Das Verkehrsministerium verweigerte dem SPD-Abgeordneten Jörg Tauss „mangels Sachverstand“ die Einsicht in die Mautverträge. Das Gutachten der Physikalisch-Technischen Bundesanstalt über die Zulassung von Wahlmaschinen wurde nicht herausgegeben, ebenso wenig die Durchführungshinweise zum Arbeitslosengeld durch die Bundesagentur für Arbeit. Im letzteren Fall hatte die Klage einer Erwerbsloseninitiative Erfolg. Doch meist stellen sich die Richter auf die Seite der Auskunft verweigernden Behörde. Drei Fälle:

  • Das Verwaltungsgericht Berlin entschied im August 2008, dass das Auswärtige Amt den „Leitfaden zur Feststellung der Fähigkeit, sich auf einfache Weise in Deutsch verständigen zu können (Sprachnachweis des Goethe-Instituts)“ weiter als „Verschlusssache – Nur für den Dienstgebrauch“ (VS-NfD) klassifizieren und geheim halten darf. Es bestehe kein Informationsanspruch, weil „bereits die Einstufung einer Information als Verschlusssache“ die Freigabe verhindert. Das Gericht argumentierte, das Gesetz verlange doch die Abwägung zwischen Informations- und Geheimhaltungsinteresse und gestalte den Zugangsanspruch jeweils in Bezug auf die konkrete Information“. Die Tatsache, dass die beklagte Behörde das begehrte Papier mit „VS-NfD“ gestempelt hat, reichte dem Richter als Nachweis aus, dass diese vom Gesetz vorgeschriebene Abwägung stattgefunden hatte.

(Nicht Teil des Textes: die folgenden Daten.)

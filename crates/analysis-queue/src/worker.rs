use std::sync::Arc;
use std::time::Duration;

use async_trait::async_trait;
use rating_core::{AnalysisError, AnalysisJob, PipelineOutcome};
use tokio::sync::mpsc;

use crate::queue::JobQueue;

/// Anything that can execute one analysis job. The pipeline crate provides
/// the production implementation; tests substitute fakes.
#[async_trait]
pub trait JobProcessor: Send + Sync {
    async fn process(&self, job: &AnalysisJob) -> Result<PipelineOutcome, AnalysisError>;
}

#[derive(Debug, Clone)]
pub struct WorkerConfig {
    /// How long to sleep when the queue is empty.
    pub poll_interval: Duration,
    pub backoff_base_seconds: i64,
    pub backoff_cap_seconds: i64,
}

impl Default for WorkerConfig {
    fn default() -> Self {
        Self {
            poll_interval: Duration::from_secs(5),
            backoff_base_seconds: 60,
            backoff_cap_seconds: 3600,
        }
    }
}

impl WorkerConfig {
    /// Exponential backoff: base * 2^retry_count, capped. Monotonically
    /// non-decreasing in retry_count.
    pub fn backoff_seconds(&self, retry_count: i64) -> i64 {
        let exp = retry_count.clamp(0, 16) as u32;
        self.backoff_base_seconds
            .saturating_mul(1i64 << exp)
            .min(self.backoff_cap_seconds)
    }
}

/// Queue consumer: claims jobs, runs them through the processor, and applies
/// retry/backoff or terminal failure. Single consumer is the documented
/// minimum; extra workers are safe because the claim in `dequeue_next` is
/// atomic.
pub struct QueueWorker {
    queue: JobQueue,
    processor: Arc<dyn JobProcessor>,
    config: WorkerConfig,
}

impl QueueWorker {
    pub fn new(queue: JobQueue, processor: Arc<dyn JobProcessor>, config: WorkerConfig) -> Self {
        Self {
            queue,
            processor,
            config,
        }
    }

    /// Claim and process at most one job. Returns the processed job id, or
    /// None when the queue had nothing eligible. Exposed so tests (and
    /// drain-style callers) can drive the loop deterministically.
    pub async fn run_once(&self) -> Result<Option<i64>, AnalysisError> {
        let Some(job) = self.queue.dequeue_next().await? else {
            return Ok(None);
        };

        tracing::info!(
            "Processing job {} for {} (attempt {}, source: {})",
            job.id,
            job.ticker,
            job.retry_count + 1,
            job.source
        );

        match self.processor.process(&job).await {
            Ok(PipelineOutcome::Completed) => {
                self.queue.mark_completed(job.id).await?;
                tracing::info!("Job {} for {} completed", job.id, job.ticker);
            }
            Ok(PipelineOutcome::Superseded) => {
                // The superseding enqueue already terminal-marked this row.
                tracing::info!(
                    "Job {} for {} was superseded mid-run; result discarded",
                    job.id,
                    job.ticker
                );
            }
            Err(e) if e.is_retryable() => {
                let backoff = self.config.backoff_seconds(job.retry_count);
                let status = self
                    .queue
                    .mark_retry(job.id, &e.to_string(), backoff)
                    .await?;
                if status.is_terminal() {
                    tracing::warn!(
                        "Job {} for {} failed permanently after exhausting retries: {}",
                        job.id,
                        job.ticker,
                        e
                    );
                } else {
                    tracing::warn!(
                        "Job {} for {} failed, retrying in {}s: {}",
                        job.id,
                        job.ticker,
                        backoff,
                        e
                    );
                }
            }
            Err(e) => {
                tracing::error!(
                    "Job {} for {} hit a non-retryable error: {}",
                    job.id,
                    job.ticker,
                    e
                );
                self.queue.mark_failed(job.id, &e.to_string()).await?;
            }
        }

        Ok(Some(job.id))
    }

    /// Worker loop: drain the queue, then sleep for the poll interval.
    /// Stops when the shutdown channel fires.
    pub async fn run(self: Arc<Self>, mut shutdown_rx: mpsc::Receiver<()>) {
        tracing::info!(
            "Queue worker started (poll interval: {:?})",
            self.config.poll_interval
        );
        loop {
            tokio::select! {
                _ = shutdown_rx.recv() => {
                    tracing::info!("Queue worker shutting down");
                    break;
                }
                _ = tokio::time::sleep(self.config.poll_interval) => {
                    loop {
                        match self.run_once().await {
                            Ok(Some(_)) => continue,
                            Ok(None) => break,
                            Err(e) => {
                                tracing::error!("Worker cycle error: {}", e);
                                break;
                            }
                        }
                    }
                }
            }
        }
    }
}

  • Das Verwaltungsgericht Ansbach lehnte den Antrag auf Freigabe der Herkunftsländer-Leitsätze des Bundesamtes für Migration und Flüchtlinge ab. In diesen Leitsätzen schätzt die Bundesregierung die Lage der Menschenrechte in anderen Ländern ein. Für „Pro Asyl“ und den Deutschen Anwaltsverein wichtige Dokumente für die Beratung von Flüchtlingen vor Behörden und Gerichten. Das Bundesamt für Migration und Flüchtlinge hatte aber die Herausgabe verweigert, weil durch die Bekanntgabe der Herkunftsländer-Leitsätze die diplomatischen Beziehungen oder Handelskontakte negativ beeinflusst werden könnten. Andere Länder sollten nicht erfahren, wie die Deutsche Bundesregierung etwa die dortige Menschenrechtslage einschätzt. Die Richter lehnten die Klage ab, weil das Bundesinnenministerium diese Vorgänge als Verschlusssachen eingestuft habe. Dies sei ausreichend für die Geheimhaltung.

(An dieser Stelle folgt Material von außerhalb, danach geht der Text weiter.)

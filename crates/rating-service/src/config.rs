use anyhow::Result;
use serde::{Deserialize, Serialize};
use std::env;

#[derive(Debug, Clone, Serialize, Deserialize)]
pub struct ServiceConfig {
    // Storage
    pub database_url: String,

    // Worker
    pub worker_poll_seconds: u64,
    pub backoff_base_seconds: i64,
    pub backoff_cap_seconds: i64,

    // Pipeline
    pub provider_timeout_seconds: u64,
    pub macro_ttl_hours: i64,

    // Recurring triggers
    pub hourly_refresh_cron: String,
    pub daily_refresh_cron: String,
    pub stale_refresh_cron: String,
    pub reconciliation_cron: String,
    pub daily_brief_cron: String,
    pub health_check_seconds: u64,

    // Population sizes
    pub hourly_candidate_limit: usize,
    pub daily_candidate_limit: usize,
    pub stale_analysis_hours: i64,
    pub brief_size: i64,
}

impl ServiceConfig {
    pub fn from_env() -> Result<Self> {
        dotenvy::dotenv().ok();

        let config = Self {
            database_url: env::var("DATABASE_URL")
                .unwrap_or_else(|_| "sqlite:ratings.db".to_string()),

            worker_poll_seconds: env::var("WORKER_POLL_SECONDS")
                .unwrap_or_else(|_| "5".to_string())
                .parse()?,
            backoff_base_seconds: env::var("BACKOFF_BASE_SECONDS")
                .unwrap_or_else(|_| "60".to_string())
                .parse()?,
            backoff_cap_seconds: env::var("BACKOFF_CAP_SECONDS")
                .unwrap_or_else(|_| "3600".to_string())
                .parse()?,

            provider_timeout_seconds: env::var("PROVIDER_TIMEOUT_SECONDS")
                .unwrap_or_else(|_| "30".to_string())
                .parse()?,
            macro_ttl_hours: env::var("MACRO_TTL_HOURS")
                .unwrap_or_else(|_| "12".to_string())
                .parse()?,

            // Top of every hour
            hourly_refresh_cron: env::var("HOURLY_REFRESH_CRON")
                .unwrap_or_else(|_| "0 0 * * * *".to_string()),
            // 13:30 UTC, pre-open sweep
            daily_refresh_cron: env::var("DAILY_REFRESH_CRON")
                .unwrap_or_else(|_| "0 30 13 * * *".to_string()),
            // Every six hours
            stale_refresh_cron: env::var("STALE_REFRESH_CRON")
                .unwrap_or_else(|_| "0 15 */6 * * *".to_string()),
            // Every ten minutes
            reconciliation_cron: env::var("RECONCILIATION_CRON")
                .unwrap_or_else(|_| "0 */10 * * * *".to_string()),
            // 21:15 UTC, after US close
            daily_brief_cron: env::var("DAILY_BRIEF_CRON")
                .unwrap_or_else(|_| "0 15 21 * * *".to_string()),
            health_check_seconds: env::var("HEALTH_CHECK_SECONDS")
                .unwrap_or_else(|_| "60".to_string())
                .parse()?,

            hourly_candidate_limit: env::var("HOURLY_CANDIDATE_LIMIT")
                .unwrap_or_else(|_| "25".to_string())
                .parse()?,
            daily_candidate_limit: env::var("DAILY_CANDIDATE_LIMIT")
                .unwrap_or_else(|_| "200".to_string())
                .parse()?,
            stale_analysis_hours: env::var("STALE_ANALYSIS_HOURS")
                .unwrap_or_else(|_| "24".to_string())
                .parse()?,
            brief_size: env::var("BRIEF_SIZE")
                .unwrap_or_else(|_| "10".to_string())
                .parse()?,
        };

        Ok(config)
    }
}

#[cfg(test)]
mod tests {
    use super::*;

    #[test]
    fn defaults_are_sane() {
        let config = ServiceConfig::from_env().unwrap();
        assert_eq!(config.backoff_base_seconds, 60);
        assert!(config.backoff_cap_seconds >= config.backoff_base_seconds);
        assert_eq!(config.macro_ttl_hours, 12);
        assert!(config.brief_size > 0);
    }
}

  • Das Verwaltungsgericht Berlin hatte im Juli 2007 den Antrag eines Redakteurs der Illustrierten Stern abgelehnt, vom Bundesverkehrsministerium Auskunft über die CIA-Flüge im Zeitraum von 2001 bis 2005 zu erhalten. Die Deutsche Flugsicherung GmbH lehnte die Herausgabe der Flugpläne ab, da sie als Verschlusssache eingestuft waren. Später ließ sich aber das Parlamentarische Kontrollgremium die Pläne vorlegen und veröffentlichte Teile daraus. Trotzdem wurden dem Stern-Redakteur diese technischen – nicht personenbezogenen – Daten weiterhin vorenthalten. Die Verwaltungsrichter zeigten Verständnis: „Die Beziehungen der Bundesrepublik zu ausländischen Staaten und anderen Völkerrechtssubjekten sollen nicht belastet werden. Ob und wann eine Belastung eintritt, hängt in hohem Maße von der politischen Einschätzung der Regierung ab. Das Verwaltungsgericht Berlin stellte sich auf den Standpunkt der Bundesregierung: Sie „wisse zwar nicht, wer hinter diesen Flügen stehe und in wessen Auftrag sie geflogen worden seien. In der Öffentlichkeit werde dennoch impliziert, dass es sich um illegale Flüge der CIA handle. Würde die Bundesregierung dem Antrag stattgeben, bestünde die Gefahr, dass sie dieser Interpretation Vorschub leiste. Es ist davon auszugehen, dass dieses Vorgehen bei der amerikanischen Regierung nicht auf Wohlwollen, wenn nicht sogar auf Ablehnung stoße“. Das Oberverwaltungsgericht Berlin teilte im Oktober 2008 diese Meinung.

Mit anderen Worten: Eine Information über völkerrechtswidriges Verhalten darf verweigert werden, wenn sich ein Beamter sorgt, dass sich der US-Präsident vielleicht darüber ärgern könnte.